8.3.12

Defining an Era

Vivian Richards was, is, a proud and unusually gifted man, defiant and mentally impregnable. Like the team with which he dominated the world between the late 1970s and the early 1990s, he was the best of the best of the best.

And the late Runako Morton, another Leeward Islander, with all his wasteful indiscipline and squandered talent, could equally be seen to represent all that has gone wrong with the Caribbean game.

I never bowled to Richards (thank God) and I've never met him, so it's impossible for me to match the sublimely recalled memories of Mike Selvey and The Old Batsman, but, throughout my cricketing childhood and adolescence and young manhood, he was always there.

When he made 291 at an implausibly brown and parched Oval in August 1976, I was ten years old. When, on the same ground, greener this time, he chipped a catch to Hugh Morris to bring his Test career to a close in 1991, I was twenty-five. I wasn't present on either occasion but I can remember exactly where I was and how I felt.

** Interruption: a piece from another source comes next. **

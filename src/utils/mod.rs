//! 通用工具模块

pub mod address_validator;
pub mod strkey;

In between those times I was there for some of his greatest innings. The 138 not out in the 1979 World Cup final, concluded by flicking Mike Hendrick into the old Mound Stand with all the ease of a man on an Antiguan beach lifting a small child's best ball into the sea, or the unbeaten century against Surrey in the Benson and Hedges Final in 1981 when Sylvester Clarke became the first bowler we'd ever seen to truly, even slightly, hurry him. Later there was the decimation of England at Old Trafford and the time he took Warwickshire for 322 in the day at Taunton.

Even though I could always see how extraordinary Richards was, I was always just a little ambivalent about him. My elder brother idolised him but I had a preference for players who were just a little smoother and more technically measured. Greg Chappell, Old Trafford, 1977, Gavaskar, The Oval, 1979. They were my batsmen, but Richards was always there.

For people who were around then, Richards defines a world cricket era. You hardly need to think about the shots or the runs, just the rhythmic swagger of his walk to the wicket, and, as Selvey says, the signature, unnecessary tapping of the pitch which was usually the prelude to carnage.

Of course Runako Morton was no Richards, but, to have your five minutes of fame as part of the dying West Indies team of the 2000s, you didn't need to be. In 2007 he came to England and showed something of what he could do. He could have done more, but, like many a West Indies player of his era he came and went like a thief in the night, with few people noticing he had gone, their only memories his frequent brushes with authority.

This week Morton lost his life at the age of thirty-three and Richards celebrated his sixtieth birthday. Test players die young from time to time - since the turn of this century Trevor Madondo, Ben Hollioake, Manjural Islam and Morton - and old cricketers reach sixty all the time.

This conjunction, though, has deeper resonances with the past.

Richards will never really be old, and the West Indies will never really be great again.